Weakness and Fatigue
Diabetics feel tired easily even after a little exertion. They also feel out of breath easily. The sugar in the blood does not get into the cells where it is converted into energy. This lowers the stamina and resistance levels.
itching and yeast infections
Excess sugar in the blood and urine provides food for yeast, which can lead to infection. Yeast infections tend to occur on warm, moist areas of the skin, such as the mouth, genital areas, and armpits.
The affected areas are usually itchy, but a person may also experience burning, redness, and soreness.
Foot Pain and Numbness
According to Everyday Health , abnormally high blood sugar levels will cause damage to the body’s nerves, a condition called diabetic neuropathy. Although not all people experience this symptom, more advanced cases of diabetes might notice numbness or pain in the extremities, typically starting with the feet. This symptom is most common in people who have had Type 2 diabetes for 25 years or more, but it can occur in people who are in the early stages as well.
One of the early warning signs of diabetes is blurred vision. In a high-sugar environments, such as untreated Type 2 diabetes, the ability of the eye’s lens to bend is altered. The lens is not damaged, but the eye muscles have to work harder to focus, especially when there are rapid changes in blood sugar and the eye muscles have not yet adapted to it.

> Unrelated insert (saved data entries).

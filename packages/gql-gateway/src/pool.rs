//! SessionPool - per-client inventory of engine sessions
//!
//! Sessions are either *active* (checked out by one batch) or *idle*; the two
//! sets are disjoint and together form the client's whole inventory. A
//! checkout hands out a `SessionGuard` that puts the session back when it is
//! dropped, so the return happens on every exit path of a batch, panics
//! included.
//!
//! Teardown marks the pool closed and releases idle sessions. Sessions still
//! checked out are released when their guard drops instead of going back to
//! the idle set.

use std::collections::HashSet;
use std::sync::Arc;

use futures_util::future::{self, BoxFuture};
use parking_lot::Mutex;
use thiserror::Error;

use crate::engine::{EngineError, EngineSession};

pub type SessionFactory = Box<dyn Fn() -> BoxFuture<'static, Result<Box<dyn EngineSession>, EngineError>> + Send + Sync>;

#[derive(Error, Debug, Clone, PartialEq)]
pub enum PoolError {
    #[error("session pool is closed")]
    Closed,

    #[error("failed to create session: {0}")]
    Create(EngineError),
}

/// Outcome of one acquisition attempt.
pub enum Checkout {
    Ready(SessionGuard),
    /// Nothing idle and no room (or no luck) creating one; retry later.
    Exhausted,
}

struct IdleSession {
    slot: u64,
    session: Arc<dyn EngineSession>,
}

struct PoolState {
    idle: Vec<IdleSession>,
    active: HashSet<u64>,
    /// Sessions being created right now; they count against the cap.
    creating: usize,
    next_slot: u64,
    closed: bool,
}

impl PoolState {
    fn inventory(&self) -> usize {
        self.idle.len() + self.active.len() + self.creating
    }

    fn allocate_slot(&mut self) -> u64 {
        let slot = self.next_slot;
        self.next_slot += 1;
        slot
    }
}

pub struct SessionPool {
    max_sessions: usize,
    factory: SessionFactory,
    state: Mutex<PoolState>,
}

impl SessionPool {
    pub fn new(max_sessions: usize, factory: SessionFactory) -> Arc<Self> {
        Arc::new(Self {
            max_sessions: max_sessions.max(1),
            factory,
            state: Mutex::new(PoolState {
                idle: Vec::new(),
                active: HashSet::new(),
                creating: 0,
                next_slot: 0,
                closed: false,
            }),
        })
    }

    /// Add an already-authenticated session to the idle set.
    pub fn seed(&self, session: Box<dyn EngineSession>) {
        let mut state = self.state.lock();
        let slot = state.allocate_slot();
        state.idle.push(IdleSession { slot, session: Arc::from(session) });
    }

    /// Try to check out a session.
    ///
    /// Reuses an idle session first, then creates one if the inventory is
    /// below the cap. A creation failure is only an error when no other
    /// session is alive to wait for.
    pub async fn checkout(self: &Arc<Self>) -> Result<Checkout, PoolError> {
        let slot = {
            let mut state = self.state.lock();
            if state.closed {
                return Err(PoolError::Closed);
            }
            if let Some(idle) = state.idle.pop() {
                state.active.insert(idle.slot);
                return Ok(Checkout::Ready(self.guard(idle.slot, idle.session)));
            }
            if state.inventory() >= self.max_sessions {
                return Ok(Checkout::Exhausted);
            }
            state.creating += 1;
            state.allocate_slot()
        };

        let reservation = CreateReservation { pool: Arc::as_ref(self), settled: false };
        let created = (self.factory)().await;

        let mut state = self.state.lock();
        reservation.settle(&mut state);
        match created {
            Ok(session) => {
                let session: Arc<dyn EngineSession> = Arc::from(session);
                if state.closed {
                    drop(state);
                    spawn_release(session);
                    return Err(PoolError::Closed);
                }
                state.active.insert(slot);
                Ok(Checkout::Ready(self.guard(slot, session)))
            }
            Err(err) => {
                if state.active.is_empty() && state.idle.is_empty() {
                    Err(PoolError::Create(err))
                } else {
                    tracing::warn!("session creation failed, waiting for an active session: {}", err);
                    Ok(Checkout::Exhausted)
                }
            }
        }
    }

    fn guard(self: &Arc<Self>, slot: u64, session: Arc<dyn EngineSession>) -> SessionGuard {
        SessionGuard {
            pool: Arc::clone(self),
            slot,
            session,
            broken: false,
        }
    }

    fn give_back(&self, slot: u64, session: Arc<dyn EngineSession>, broken: bool) {
        let mut state = self.state.lock();
        state.active.remove(&slot);
        if state.closed || broken {
            drop(state);
            spawn_release(session);
        } else {
            state.idle.push(IdleSession { slot, session });
        }
    }

    /// Close the pool and release every idle session. Idempotent.
    pub async fn teardown(&self) {
        let idle = {
            let mut state = self.state.lock();
            state.closed = true;
            std::mem::take(&mut state.idle)
        };
        future::join_all(idle.iter().map(|s| s.session.release())).await;
    }

    pub fn idle_count(&self) -> usize {
        self.state.lock().idle.len()
    }

    pub fn active_count(&self) -> usize {
        self.state.lock().active.len()
    }

    pub fn is_closed(&self) -> bool {
        self.state.lock().closed
    }
}

/// Holds one unit of `creating` while the factory runs; gives it back on
/// unwind if the factory panics.
struct CreateReservation<'a> {
    pool: &'a SessionPool,
    settled: bool,
}

impl CreateReservation<'_> {
    fn settle(mut self, state: &mut PoolState) {
        state.creating -= 1;
        self.settled = true;
    }
}

impl Drop for CreateReservation<'_> {
    fn drop(&mut self) {
        if !self.settled {
            self.pool.state.lock().creating -= 1;
        }
    }
}

fn spawn_release(session: Arc<dyn EngineSession>) {
    match tokio::runtime::Handle::try_current() {
        Ok(handle) => {
            handle.spawn(async move { session.release().await });
        }
        Err(_) => tracing::debug!("no runtime to release session on; dropping it"),
    }
}

/// A checked-out session. Returns itself to the pool on drop.
pub struct SessionGuard {
    pool: Arc<SessionPool>,
    slot: u64,
    session: Arc<dyn EngineSession>,
    broken: bool,
}

impl SessionGuard {
    pub fn session(&self) -> &dyn EngineSession {
        self.session.as_ref()
    }

    /// Discard the session on return instead of reusing it.
    pub fn mark_broken(&mut self) {
        self.broken = true;
    }
}

impl Drop for SessionGuard {
    fn drop(&mut self) {
        self.pool.give_back(self.slot, Arc::clone(&self.session), self.broken);
    }
}

#[cfg(test)]
mod tests {
    use super::*;
    use crate::engine::ResultSet;
    use crate::value::ParameterMap;
    use async_trait::async_trait;
    use futures_util::FutureExt;
    use std::sync::atomic::{AtomicUsize, Ordering};

    struct CountingSession {
        released: Arc<AtomicUsize>,
    }

    #[async_trait]
    impl EngineSession for CountingSession {
        async fn execute(&self, _statement: &str, _params: &ParameterMap) -> Result<ResultSet, EngineError> {
            Ok(ResultSet::new(vec![], vec![]))
        }

        async fn release(&self) {
            self.released.fetch_add(1, Ordering::SeqCst);
        }
    }

    fn counting_factory(created: Arc<AtomicUsize>, released: Arc<AtomicUsize>) -> SessionFactory {
        Box::new(move || {
            let created = Arc::clone(&created);
            let released = Arc::clone(&released);
            async move {
                created.fetch_add(1, Ordering::SeqCst);
                Ok(Box::new(CountingSession { released }) as Box<dyn EngineSession>)
            }
            .boxed()
        })
    }

    fn failing_factory() -> SessionFactory {
        Box::new(|| async { Err::<Box<dyn EngineSession>, _>(EngineError::Other("connection refused".into())) }.boxed())
    }

    /// Panics on its first call, then behaves like `counting_factory`.
    fn panicking_once_factory(released: Arc<AtomicUsize>) -> SessionFactory {
        let calls = Arc::new(AtomicUsize::new(0));
        Box::new(move || {
            let calls = Arc::clone(&calls);
            let released = Arc::clone(&released);
            async move {
                if calls.fetch_add(1, Ordering::SeqCst) == 0 {
                    panic!("driver failed while dialing");
                }
                Ok(Box::new(CountingSession { released }) as Box<dyn EngineSession>)
            }
            .boxed()
        })
    }

    async fn settle() {
        for _ in 0..10 {
            tokio::task::yield_now().await;
        }
    }

    fn ready(checkout: Checkout) -> SessionGuard {
        match checkout {
            Checkout::Ready(guard) => guard,
            Checkout::Exhausted => panic!("expected a session"),
        }
    }

    #[tokio::test]
    async fn test_seeded_session_reused() {
        let created = Arc::new(AtomicUsize::new(0));
        let released = Arc::new(AtomicUsize::new(0));
        let pool = SessionPool::new(2, counting_factory(created.clone(), released.clone()));
        pool.seed(Box::new(CountingSession { released: released.clone() }));

        let guard = ready(pool.checkout().await.unwrap());
        assert_eq!(pool.active_count(), 1);
        assert_eq!(pool.idle_count(), 0);
        drop(guard);

        assert_eq!(pool.active_count(), 0);
        assert_eq!(pool.idle_count(), 1);
        assert_eq!(created.load(Ordering::SeqCst), 0);
    }

    #[tokio::test]
    async fn test_creates_up_to_cap_then_exhausted() {
        let created = Arc::new(AtomicUsize::new(0));
        let released = Arc::new(AtomicUsize::new(0));
        let pool = SessionPool::new(2, counting_factory(created.clone(), released));

        let first = ready(pool.checkout().await.unwrap());
        let second = ready(pool.checkout().await.unwrap());
        assert!(matches!(pool.checkout().await.unwrap(), Checkout::Exhausted));
        assert_eq!(created.load(Ordering::SeqCst), 2);
        assert_eq!(pool.active_count(), 2);

        drop(first);
        let _third = ready(pool.checkout().await.unwrap());
        assert_eq!(created.load(Ordering::SeqCst), 2);
        drop(second);
    }

    #[tokio::test]
    async fn test_broken_session_discarded() {
        let created = Arc::new(AtomicUsize::new(0));
        let released = Arc::new(AtomicUsize::new(0));
        let pool = SessionPool::new(1, counting_factory(created.clone(), released.clone()));

        let mut guard = ready(pool.checkout().await.unwrap());
        guard.mark_broken();
        drop(guard);
        settle().await;

        assert_eq!(pool.idle_count(), 0);
        assert_eq!(released.load(Ordering::SeqCst), 1);

        let _fresh = ready(pool.checkout().await.unwrap());
        assert_eq!(created.load(Ordering::SeqCst), 2);
    }

    #[tokio::test]
    async fn test_teardown_releases_idle_and_late_returns() {
        let created = Arc::new(AtomicUsize::new(0));
        let released = Arc::new(AtomicUsize::new(0));
        let pool = SessionPool::new(3, counting_factory(created, released.clone()));
        pool.seed(Box::new(CountingSession { released: released.clone() }));
        pool.seed(Box::new(CountingSession { released: released.clone() }));

        let in_flight = ready(pool.checkout().await.unwrap());
        pool.teardown().await;
        assert!(pool.is_closed());
        assert_eq!(released.load(Ordering::SeqCst), 1);

        drop(in_flight);
        settle().await;
        assert_eq!(released.load(Ordering::SeqCst), 2);
        assert_eq!(pool.idle_count(), 0);
        assert!(matches!(pool.checkout().await, Err(PoolError::Closed)));

        pool.teardown().await;
        assert_eq!(released.load(Ordering::SeqCst), 2);
    }

    #[tokio::test]
    async fn test_panicking_factory_frees_its_slot() {
        let released = Arc::new(AtomicUsize::new(0));
        let pool = SessionPool::new(1, panicking_once_factory(released));

        let outcome = std::panic::AssertUnwindSafe(pool.checkout()).catch_unwind().await;
        assert!(outcome.is_err());
        assert_eq!(pool.active_count(), 0);

        let _guard = ready(pool.checkout().await.unwrap());
        assert_eq!(pool.active_count(), 1);
    }

    #[tokio::test]
    async fn test_create_failure_with_nothing_alive_is_error() {
        let pool = SessionPool::new(2, failing_factory());
        assert!(matches!(pool.checkout().await, Err(PoolError::Create(_))));
    }

    #[tokio::test]
    async fn test_create_failure_with_active_session_waits() {
        let released = Arc::new(AtomicUsize::new(0));
        let pool = SessionPool::new(2, failing_factory());
        pool.seed(Box::new(CountingSession { released }));

        let _held = ready(pool.checkout().await.unwrap());
        assert!(matches!(pool.checkout().await.unwrap(), Checkout::Exhausted));
        assert_eq!(pool.active_count(), 1);
    }
}
pub mod analysis;
pub mod fallback;
pub mod features;
pub mod landmarks;
pub mod recommender;
pub mod skin_tone;
pub mod uploads;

There’s a window of time when this symptom will show itself, as your body will adapt to the increased sugar levels and your vision will return to normal over time.
Over time, high blood sugar can affect your blood flow and cause nerve damage that makes it hard for your body to heal wound
Dry Mouth and Itchy skin
Because your body is using fluids to make pee, there’s less moisture for other things. You could get dehydrated, and your mouth may feel dry. Also Dry skin can make your body itch.